(Extracted information Opens)
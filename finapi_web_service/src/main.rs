//! The "FinAPI Web Service's" entry point.

use finapi_common::account_service::AccountService;
use finapi_web_service::routes::routes;
use std::env;
use std::sync::Arc;
use tokio::sync::Mutex;
use warp::Filter;

/// The "FinAPI Web Service's" entry point.
#[tokio::main]
async fn main() {
    if env::var_os("RUST_LOG").is_none() {
        env::set_var("RUST_LOG", "finapi=info");
    }
    pretty_env_logger::init();

    let log = warp::log("finapi");

    let account_service = Arc::new(Mutex::new(AccountService::new()));

    // Start up the server
    warp::serve(routes(account_service).with(log))
        .run(([127, 0, 0, 1], 3333))
        .await;
}
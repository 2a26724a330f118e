use chrono::{DateTime, NaiveDate, Utc};
use rust_decimal::Decimal;
use serde::{Deserialize, Serialize};

/// **The kind of a statement operation**
///
/// Credits increase the balance, debits decrease it.
#[derive(Clone, Copy, Debug, Deserialize, Eq, PartialEq, Serialize)]
#[serde(rename_all = "lowercase")]
pub enum OperationType {
    Credit,
    Debit,
}

/// **A single statement entry**
///
/// Entries are immutable once appended. A statement applied in insertion
/// order rebuilds the account's balance from zero.
#[derive(Clone, Debug, Deserialize, PartialEq, Serialize)]
#[serde(rename_all = "camelCase")]
pub struct Operation {
    pub amount: Decimal,
    #[serde(skip_serializing_if = "Option::is_none")]
    pub description: Option<String>,
    #[serde(rename = "type")]
    pub operation_type: OperationType,
    pub created_at: DateTime<Utc>,
}

impl Operation {
    /// Returns a credit entry timestamped with the current UTC time.
    pub fn credit(amount: Decimal, description: Option<String>) -> Self {
        Operation {
            amount,
            description,
            operation_type: OperationType::Credit,
            created_at: Utc::now(),
        }
    }

    /// Returns a debit entry timestamped with the current UTC time.
    ///
    /// Debits carry no description.
    pub fn debit(amount: Decimal) -> Self {
        Operation {
            amount,
            description: None,
            operation_type: OperationType::Debit,
            created_at: Utc::now(),
        }
    }
}

/// **Computes the balance of a statement**
///
/// Sum of credit amounts minus sum of debit amounts, folded in insertion
/// order. An empty statement has a balance of zero.
pub fn balance(statement: &[Operation]) -> Decimal {
    statement
        .iter()
        .fold(Decimal::ZERO, |acc, op| match op.operation_type {
            OperationType::Credit => acc + op.amount,
            OperationType::Debit => acc - op.amount,
        })
}

/// **Filters a statement down to a single calendar day**
///
/// Keeps the operations whose `created_at`, truncated to the UTC calendar
/// day, equals `date`. The time of day is ignored; operations on adjacent
/// days are excluded.
pub fn filter_by_date(statement: &[Operation], date: NaiveDate) -> Vec<Operation> {
    statement
        .iter()
        .filter(|op| op.created_at.date_naive() == date)
        .cloned()
        .collect()
}

#[cfg(test)]
mod tests {
    use super::*;
    use chrono::TimeZone;
    use rust_decimal_macros::dec;

    /// An operation pinned to a specific UTC date and time, for date-filter tests.
    fn op_on(y: i32, m: u32, d: u32, h: u32, operation_type: OperationType) -> Operation {
        Operation {
            amount: dec!(10),
            description: None,
            operation_type,
            created_at: Utc.with_ymd_and_hms(y, m, d, h, 30, 0).unwrap(),
        }
    }

    #[test]
    fn balance_of_empty_statement_is_zero() {
        assert_eq!(Decimal::ZERO, balance(&[]));
    }

    #[test]
    fn balance_is_credits_minus_debits() {
        let statement = vec![
            Operation::credit(dec!(100), Some("salary".to_string())),
            Operation::debit(dec!(30)),
            Operation::credit(dec!(0.10), None),
            Operation::debit(dec!(0.20)),
        ];

        assert_eq!(dec!(69.90), balance(&statement));
    }

    #[test]
    fn balance_has_no_floating_point_drift() {
        // 0.1 added ten times is exactly 1 in decimal arithmetic.
        let statement: Vec<Operation> =
            (0..10).map(|_| Operation::credit(dec!(0.1), None)).collect();

        assert_eq!(dec!(1), balance(&statement));
    }

    #[test]
    fn filter_by_date_keeps_only_the_requested_day() {
        let statement = vec![
            op_on(2024, 3, 14, 0, OperationType::Credit),
            op_on(2024, 3, 14, 23, OperationType::Debit),
            op_on(2024, 3, 13, 23, OperationType::Credit),
            op_on(2024, 3, 15, 0, OperationType::Credit),
        ];

        let day = NaiveDate::from_ymd_opt(2024, 3, 14).unwrap();
        let filtered = filter_by_date(&statement, day);

        assert_eq!(2, filtered.len());
        assert!(filtered.iter().all(|op| op.created_at.date_naive() == day));
    }

    #[test]
    fn filter_by_date_of_empty_statement_is_empty() {
        let day = NaiveDate::from_ymd_opt(2024, 3, 14).unwrap();
        assert!(filter_by_date(&[], day).is_empty());
    }

    #[test]
    fn debit_carries_no_description() {
        let op = Operation::debit(dec!(5));
        assert_eq!(None, op.description);
        assert_eq!(OperationType::Debit, op.operation_type);
    }
}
(Extracted information Closes)
» **What to produce**
Search the listing above for the word "tests", and copy every line that has it.

» **Result**
mod tests {
    /// An operation pinned to a specific UTC date and time, for date-filter tests.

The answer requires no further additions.